R contains a set of functions in the base package that we can use to find pattern matches. Alternatively, the R package stringr also provides several functions for regex operations. This section covers the base R functions that provide pattern finding, pattern replacement, and string splitting capabilities.
There are five functions that provide pattern matching capabilities. The three functions that I provide examples for are ones that are most common. The two other functions which I do not illustrate are gregexpr()
and regexec()
which provide similar capabilities as regexpr()
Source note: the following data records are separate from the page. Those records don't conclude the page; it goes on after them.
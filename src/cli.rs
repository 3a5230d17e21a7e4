use std::path::PathBuf;

use clap::Parser;

use crate::schema::BusColor;

/// A CLI tool for booking Delhi bus tickets.
/// Run the program without flags will guide you through the booking process.
#[derive(Parser, Debug, Default)]
#[command(version, about, long_about = None)]
pub struct Args {
    /// Bus type.
    /// To see available types, use the --list-colors option.
    #[arg(long, short = 'c', value_name = "COLOR", value_enum)]
    pub color: Option<BusColor>,

    /// Bus registration number, e.g. DL1PD6008
    #[arg(long, short = 'n', value_name = "NUMBER")]
    pub bus_number: Option<String>,

    /// Route code or name, e.g. 740
    #[arg(long, short = 'r', value_name = "ROUTE")]
    pub route: Option<String>,

    /// Boarding stop
    #[arg(long, short = 'f', value_name = "STOP")]
    pub from: Option<String>,

    /// Destination stop
    #[arg(long, short = 't', value_name = "STOP")]
    pub to: Option<String>,

    /// Fare per ticket in rupees
    #[arg(long, short = 'a', value_name = "AMOUNT")]
    pub fare: Option<f64>,

    /// Number of tickets, clamped to 1~5
    #[arg(long, short = 'k', value_name = "NUMBER", allow_negative_numbers = true)]
    pub tickets: Option<i64>,

    /// Generate the ticket without asking for confirmation, then exit
    #[arg(long, short = 'y')]
    pub yes: bool,

    /// Seed for the transaction ID and QR payload generator
    #[arg(long, value_name = "SEED")]
    pub seed: Option<u64>,

    /// Write the finished ticket as JSON
    #[arg(long, value_name = "PATH")]
    pub export_json: Option<PathBuf>,

    /// Write the finished ticket as an HTML page
    #[arg(long, value_name = "PATH")]
    pub export_html: Option<PathBuf>,

    /// Download the QR code image
    #[arg(long, value_name = "PATH")]
    pub save_qr: Option<PathBuf>,

    /// Open the downloaded QR code image (requires --save-qr)
    #[arg(long, requires = "save_qr")]
    pub open_qr: bool,

    /// List available bus types
    #[arg(long)]
    pub list_colors: bool,
}

#[cfg(test)]
mod tests {
    use super::*;

    #[test]
    fn parses_prefilled_booking() {
        let args = Args::try_parse_from([
            "busticket",
            "-c",
            "blue-dark",
            "-n",
            "dl1pd6008",
            "--fare",
            "12.5",
            "--tickets",
            "-3",
            "--seed",
            "4",
            "-y",
        ])
        .unwrap();

        assert_eq!(args.color, Some(BusColor::BlueDark));
        assert_eq!(args.bus_number.as_deref(), Some("dl1pd6008"));
        assert_eq!(args.fare, Some(12.5));
        assert_eq!(args.tickets, Some(-3));
        assert_eq!(args.seed, Some(4));
        assert!(args.yes);
    }

    #[test]
    fn open_qr_needs_a_target_file() {
        assert!(Args::try_parse_from(["busticket", "--open-qr"]).is_err());
        assert!(Args::try_parse_from(["busticket", "--open-qr", "--save-qr", "qr.png"]).is_ok());
    }

    #[test]
    fn rejects_unknown_color() {
        assert!(Args::try_parse_from(["busticket", "--color", "green"]).is_err());
    }
}
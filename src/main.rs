use clap::Parser;

use busticket::cli::Args;
use busticket::schema::BUS_COLORS;
use busticket::{init_tracing, run};

fn show_colors() {
    for (i, color) in BUS_COLORS.iter().enumerate() {
        println!("{}: {}", i + 1, color);
    }
}

fn main() {
    let args = Args::parse();

    if args.list_colors {
        show_colors();
        return;
    }

    init_tracing();

    if let Err(err) = run(args) {
        eprintln!("Error: {err}");
        std::process::exit(1);
    }
}
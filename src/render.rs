//! Screens for each wizard step, plus the finished-ticket page.

use std::fmt;

use crate::generator::format_rupees;
use crate::qr::qr_image_url;
use crate::schema::{APP_TITLE, AUTHORITY, BUS_COLORS, BusColor, MAX_TICKETS, MIN_TICKETS};
use crate::ticket::Ticket;
use crate::wizard::{FORM_STEPS, Session, Step};

/// Everything one screen shows, independent of how it is printed.
#[derive(Debug, Clone, PartialEq)]
pub struct View {
    pub title: &'static str,
    /// `(current, total)` while the form is being filled.
    pub progress: Option<(u8, u8)>,
    pub heading: String,
    pub body: Vec<String>,
    pub prompt: Option<String>,
    pub hint: Option<&'static str>,
    pub action: &'static str,
}

impl View {
    fn form(step: Step, heading: &str) -> Self {
        View {
            title: APP_TITLE,
            progress: Some((step.number(), FORM_STEPS)),
            heading: heading.to_string(),
            body: Vec::new(),
            prompt: None,
            hint: None,
            action: "Next",
        }
    }

    fn prompt(mut self, label: &str, example: &str) -> Self {
        self.prompt = Some(format!("{label} (e.g. {example}):"));
        self
    }

    fn hint(mut self, hint: &'static str) -> Self {
        self.hint = Some(hint);
        self
    }
}

impl fmt::Display for View {
    fn fmt(&self, f: &mut fmt::Formatter<'_>) -> fmt::Result {
        writeln!(f, "=== {} ===", self.title)?;
        if let Some((current, total)) = self.progress {
            writeln!(f, "Step {current} of {total}")?;
        }
        writeln!(f, "{}", self.heading)?;
        for line in &self.body {
            writeln!(f, "{line}")?;
        }
        if let Some(hint) = self.hint {
            writeln!(f, "{hint}")?;
        }
        if let Some(prompt) = &self.prompt {
            writeln!(f, "{prompt}")?;
        }
        write!(f, "[{}]", self.action)
    }
}

pub fn render(session: &Session) -> View {
    let step = session.step();
    let ticket = session.ticket();

    match step {
        Step::BusColor => {
            let mut view = View::form(step, "Select Bus Type");
            for (i, color) in BUS_COLORS.iter().enumerate() {
                let mark = if ticket.bus_color == Some(*color) { "*" } else { " " };
                view.body.push(format!("{mark}{}: {} Bus", i + 1, color));
            }
            view.prompt = Some("Choose a color (default: 1):".to_string());
            view
        }
        Step::BusNumber => View::form(step, "Enter Bus Number")
            .prompt("Bus Number", "DL1PD6008")
            .hint("Enter the bus registration number."),
        Step::BusRoute => View::form(step, "Enter Bus Route")
            .prompt("Route", "740, OMS(-)")
            .hint("Enter the route code or name."),
        Step::StartingStop => View::form(step, "Enter Starting Stop")
            .prompt("From", "D Block Janak Puri")
            .hint("Enter your boarding stop name."),
        Step::EndingStop => View::form(step, "Enter Ending Stop")
            .prompt("To", "Uttam Nagar Terminal")
            .hint("Enter your destination stop name."),
        Step::Fare => View::form(step, "Enter Fare")
            .prompt("Fare (₹)", "10.00")
            .hint("Enter the original fare per ticket in rupees."),
        Step::TicketCount => {
            let mut view = View::form(step, "Select Ticket Count");
            view.prompt = Some(format!(
                "Number of Tickets ({MIN_TICKETS}~{MAX_TICKETS}) (default: {MIN_TICKETS}):"
            ));
            view
        }
        Step::Confirm => {
            let mut view = View::form(step, "Confirm Your Booking");
            view.body = confirmation_lines(ticket);
            view.action = "Generate Ticket";
            view
        }
        Step::Display => View {
            title: APP_TITLE,
            progress: None,
            heading: "Ticket Booked Successfully".to_string(),
            body: ticket_lines(ticket),
            prompt: Some("Book another ticket? (y/n, default: n)".to_string()),
            hint: None,
            action: "Book Another Ticket",
        },
    }
}

fn color_label(color: Option<BusColor>) -> &'static str {
    color.map(BusColor::label).unwrap_or("")
}

fn confirmation_lines(ticket: &Ticket) -> Vec<String> {
    vec![
        format!("{:>21}{}", "Bus Type: ", color_label(ticket.bus_color)),
        format!("{:>21}{}", "Bus Number: ", ticket.bus_number),
        format!("{:>21}{}", "Route: ", ticket.bus_route),
        format!("{:>21}{}", "From: ", ticket.starting_stop),
        format!("{:>21}{}", "To: ", ticket.ending_stop),
        format!("{:>21}{}", "Tickets: ", ticket.ticket_count()),
        format!("{:>21}{}", "Original Fare: ", format_rupees(ticket.fare)),
        format!(
            "{:>21}{}",
            "You Pay (10% off): ",
            format_rupees(ticket.preview_discounted_fare())
        ),
    ]
}

/// The printed ticket. Expects a finalized ticket.
pub fn ticket_lines(ticket: &Ticket) -> Vec<String> {
    let discounted = ticket
        .discounted_fare
        .unwrap_or_else(|| ticket.preview_discounted_fare());

    vec![
        format!("-------({AUTHORITY})-------"),
        format!("{:>17}{}", "Bus No: ", ticket.bus_number),
        format!("{:>17}{}", "Route: ", ticket.bus_route),
        format!(
            "{:>17}{} → To: {}",
            "From: ", ticket.starting_stop, ticket.ending_stop
        ),
        format!("{:>17}{}", "Fare: ", format_rupees(ticket.fare)),
        format!("{:>17}{}", "Discounted Fare: ", format_rupees(discounted)),
        format!("{:>17}{}", "Booking Time: ", ticket.booking_time),
        format!("{:>17}{}", "Transaction ID: ", ticket.transaction_id),
        format!("{:>17}{}", "Tickets: ", ticket.ticket_count()),
        "Scan this QR with conductor:".to_string(),
        qr_image_url(&ticket.qr_data),
        "QR Code Data (Raw):".to_string(),
        ticket.qr_data.clone(),
    ]
}

fn escape_html(text: &str) -> String {
    let mut out = String::with_capacity(text.len());
    for c in text.chars() {
        match c {
            '&' => out.push_str("&amp;"),
            '<' => out.push_str("&lt;"),
            '>' => out.push_str("&gt;"),
            '"' => out.push_str("&quot;"),
            '\'' => out.push_str("&#39;"),
            _ => out.push(c),
        }
    }
    out
}

/// Standalone HTML page for a finalized ticket, themed by bus color.
pub fn render_html(ticket: &Ticket) -> String {
    let background = ticket.bus_color.unwrap_or_default().hex();
    let discounted = ticket
        .discounted_fare
        .unwrap_or_else(|| ticket.preview_discounted_fare());

    let field = |class: &str, label: &str, value: &str| {
        format!(
            "      <div class=\"field {class}\"><span class=\"label\">{label}</span><span class=\"value\">{}</span></div>\n",
            escape_html(value)
        )
    };

    let mut fields = String::new();
    fields.push_str(&field("bus-route", "Bus Route", &ticket.bus_route));
    fields.push_str(&field("fare", "Fare", &format_rupees(ticket.fare)));
    fields.push_str(&field("booking-time", "Booking Time", &ticket.booking_time));
    fields.push_str(&field(
        "ticket-count",
        "Tickets",
        &ticket.ticket_count().to_string(),
    ));
    fields.push_str(&field("starting-stop", "Starting stop", &ticket.starting_stop));
    fields.push_str(&field("ending-stop", "Ending stop", &ticket.ending_stop));

    format!(
        r#"<!DOCTYPE html>
<html lang="en">
<head>
  <meta charset="utf-8">
  <title>{title}</title>
  <style>
    body {{ margin: 0; padding: 1rem; font-family: sans-serif; background: {background}; }}
    .ticket {{ max-width: 28rem; margin: 2rem auto; padding: 1.5rem; background: #fff; border-radius: 0.5rem; }}
    .header {{ display: flex; justify-content: space-between; border-bottom: 2px solid #000; font-size: 1.5rem; font-weight: 600; }}
    .field {{ display: flex; justify-content: space-between; margin: 0.5rem 0; }}
    .label {{ color: #4b5563; }}
    .transaction-id, .qr-data {{ font-family: monospace; text-align: center; word-break: break-all; }}
    .qr {{ display: block; margin: 1rem auto; }}
  </style>
</head>
<body style="background: {background}">
  <div class="ticket">
    <h2 class="authority">{authority}</h2>
    <div class="header"><span class="bus-number">{bus_number}</span><span class="discounted-fare">{discounted}</span></div>
{fields}    <div class="transaction-id">{transaction_id}</div>
    <img class="qr" src="{qr_url}" alt="QR Code" width="150" height="150">
    <p class="caption">Scan this QR with conductor</p>
    <pre class="qr-data">{qr_data}</pre>
  </div>
</body>
</html>
"#,
        title = APP_TITLE,
        authority = AUTHORITY,
        bus_number = escape_html(&ticket.bus_number),
        discounted = format_rupees(discounted),
        transaction_id = escape_html(&ticket.transaction_id),
        qr_url = escape_html(&qr_image_url(&ticket.qr_data)),
        qr_data = escape_html(&ticket.qr_data),
    )
}
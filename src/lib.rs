pub mod cli;
pub mod error;
pub mod generator;
pub mod qr;
pub mod render;
pub mod schema;
pub mod ticket;
pub mod wizard;

use rand::SeedableRng;
use rand_chacha::ChaCha20Rng;
use tracing::{info, warn};

use std::fs;
use std::io::{BufRead, Write};
use std::sync::Once;

use crate::cli::Args;
use crate::error::{Error, Result};
use crate::render::{render, render_html};
use crate::schema::BusColor;
use crate::ticket::Ticket;
use crate::wizard::{Event, Session, Step};

static TRACING_INIT: Once = Once::new();

/// Sends diagnostics to stderr; `RUST_LOG` overrides the default filter.
pub fn init_tracing() {
    TRACING_INIT.call_once(|| {
        use tracing_subscriber::{EnvFilter, fmt};

        let filter = EnvFilter::try_from_default_env()
            .unwrap_or_else(|_| EnvFilter::new("busticket=warn"));

        fmt()
            .with_env_filter(filter)
            .with_writer(std::io::stderr)
            .init();
    });
}

pub const BACK_COMMAND: &str = ":back";

/// Values from the command line, each used for the first pass through its step.
#[derive(Debug, Default)]
struct Prefill {
    color: Option<BusColor>,
    bus_number: Option<String>,
    route: Option<String>,
    from: Option<String>,
    to: Option<String>,
    fare: Option<f64>,
    tickets: Option<i64>,
    confirm: bool,
}

impl Prefill {
    fn from_args(args: &Args) -> Self {
        Prefill {
            color: args.color,
            bus_number: args.bus_number.clone(),
            route: args.route.clone(),
            from: args.from.clone(),
            to: args.to.clone(),
            fare: args.fare,
            tickets: args.tickets,
            confirm: args.yes,
        }
    }

    fn take(&mut self, step: Step) -> Option<Event> {
        match step {
            Step::BusColor => self.color.take().map(Event::ChooseColor),
            Step::BusNumber => self.bus_number.take().map(Event::EnterBusNumber),
            Step::BusRoute => self.route.take().map(Event::EnterRoute),
            Step::StartingStop => self.from.take().map(Event::EnterStartingStop),
            Step::EndingStop => self.to.take().map(Event::EnterEndingStop),
            Step::Fare => self.fare.take().map(Event::EnterFare),
            Step::TicketCount => self.tickets.take().map(Event::SelectTicketCount),
            Step::Confirm => std::mem::take(&mut self.confirm).then_some(Event::Confirm),
            Step::Display => None,
        }
    }
}

/// Read one trimmed line. `None` once the input is exhausted.
fn get_input<R: BufRead>(input: &mut R) -> Result<Option<String>> {
    let mut line = String::new();
    if input.read_line(&mut line)? == 0 {
        return Ok(None);
    }
    Ok(Some(line.trim().to_string()))
}

/// Turn a typed line into the event for `step`. `None` means the line is not
/// a usable answer and the screen is shown again.
pub fn read_event(step: Step, line: &str) -> Option<Event> {
    let line = line.trim();
    if line == BACK_COMMAND {
        return Some(Event::Back);
    }

    match step {
        Step::BusColor => {
            if line.is_empty() {
                Some(Event::ChooseColor(BusColor::default()))
            } else {
                line.parse().ok().map(Event::ChooseColor)
            }
        }
        Step::BusNumber => Some(Event::EnterBusNumber(line.to_string())),
        Step::BusRoute => Some(Event::EnterRoute(line.to_string())),
        Step::StartingStop => Some(Event::EnterStartingStop(line.to_string())),
        Step::EndingStop => Some(Event::EnterEndingStop(line.to_string())),
        Step::Fare => line.parse().ok().map(Event::EnterFare),
        Step::TicketCount => {
            if line.is_empty() {
                Some(Event::SelectTicketCount(1))
            } else {
                line.parse().ok().map(Event::SelectTicketCount)
            }
        }
        Step::Confirm => Some(Event::Confirm),
        Step::Display => matches!(line, "y" | "Y" | "yes").then_some(Event::BookAnother),
    }
}

pub fn run(args: Args) -> Result<()> {
    let stdin = std::io::stdin();
    let stdout = std::io::stdout();
    run_with(args, &mut stdin.lock(), &mut stdout.lock())
}

/// Drive the wizard over any line source and output sink.
pub fn run_with<R: BufRead, W: Write>(args: Args, input: &mut R, out: &mut W) -> Result<()> {
    let mut rng = match args.seed {
        Some(seed) => ChaCha20Rng::seed_from_u64(seed),
        None => ChaCha20Rng::from_os_rng(),
    };
    let mut prefill = Prefill::from_args(&args);
    let mut session = Session::new();

    loop {
        let step = session.step();
        let mut view = render(&session);
        if step == Step::Display && args.yes {
            view.prompt = None;
        }
        writeln!(out, "\n{view}")?;

        if step == Step::Display {
            export_ticket(&args, session.ticket(), out)?;
            if args.yes {
                return Ok(());
            }
        }

        let event = match prefill.take(step) {
            Some(event) => Some(event),
            None => match get_input(input)? {
                Some(line) => read_event(step, &line),
                None if step == Step::Display => return Ok(()),
                None => return Err(Error::InputClosed { step: step.number() }),
            },
        };

        match event {
            Some(event) => {
                if step == Step::Display && event != Event::BookAnother {
                    return Ok(());
                }
                session.apply(event, &mut rng);
                if step == Step::Confirm && session.step() == Step::Display {
                    info!(
                        transaction_id = %session.ticket().transaction_id,
                        "ticket generated"
                    );
                }
            }
            None if step == Step::Display => return Ok(()),
            None => {}
        }
    }
}

/// Write the requested exports. Failures are reported but never discard the
/// ticket already on screen.
fn export_ticket<W: Write>(args: &Args, ticket: &Ticket, out: &mut W) -> Result<()> {
    if let Some(path) = &args.export_json {
        match serde_json::to_string_pretty(ticket)
            .map_err(Error::from)
            .and_then(|json| fs::write(path, json).map_err(Error::from))
        {
            Ok(()) => {
                info!(path = %path.display(), "ticket exported as JSON");
                writeln!(out, "Ticket saved to {}", path.display())?;
            }
            Err(err) => report_export_failure(out, "JSON export", &err)?,
        }
    }

    if let Some(path) = &args.export_html {
        match fs::write(path, render_html(ticket)) {
            Ok(()) => {
                info!(path = %path.display(), "ticket exported as HTML");
                writeln!(out, "Ticket page saved to {}", path.display())?;
            }
            Err(err) => report_export_failure(out, "HTML export", &Error::from(err))?,
        }
    }

    if let Some(path) = &args.save_qr {
        let saved = qr::client()
            .and_then(|client| qr::save_qr_image(&client, &ticket.qr_data, path));
        match saved {
            Ok(()) => {
                writeln!(out, "QR code saved to {}", path.display())?;
                if args.open_qr {
                    if let Err(err) = qr::show_image(path) {
                        report_export_failure(out, "Opening QR code", &err)?;
                    }
                }
            }
            Err(err) => report_export_failure(out, "QR download", &err)?,
        }
    }

    Ok(())
}

fn report_export_failure<W: Write>(out: &mut W, what: &str, err: &Error) -> Result<()> {
    warn!(error = %err, "{what} failed");
    writeln!(out, "{what} failed: {err}")?;
    Ok(())
}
but with the output in list form.
To find a pattern in a character vector and to have the element values or indices as the output use grep()
:
# use the built in data set `state.division`
head(as.character(state.division))
## [1] "East South Central" "Pacific" "Mountain"
## [4] "West South Central" "Pacific" "Mountain"
# find the elements which match the patter
grep("North", state.division)
## [1] 13 14 15 16 22 23 25 27 34 35 41 49
# use 'value = TRUE' to show the element value
grep("North", state.division, value = TRUE)
## [1] "East North Central" "East North Central" "West North Central"
## [4] "West North Central" "East North Central" "West North Central"
## [7] "West North Central" "West North Central" "West North Central"
## [10] "East North Central" "West North Central" "East North Central"
# can use the 'invert' argument to show the non-matching elements
grep("North | South", state.division, invert = TRUE)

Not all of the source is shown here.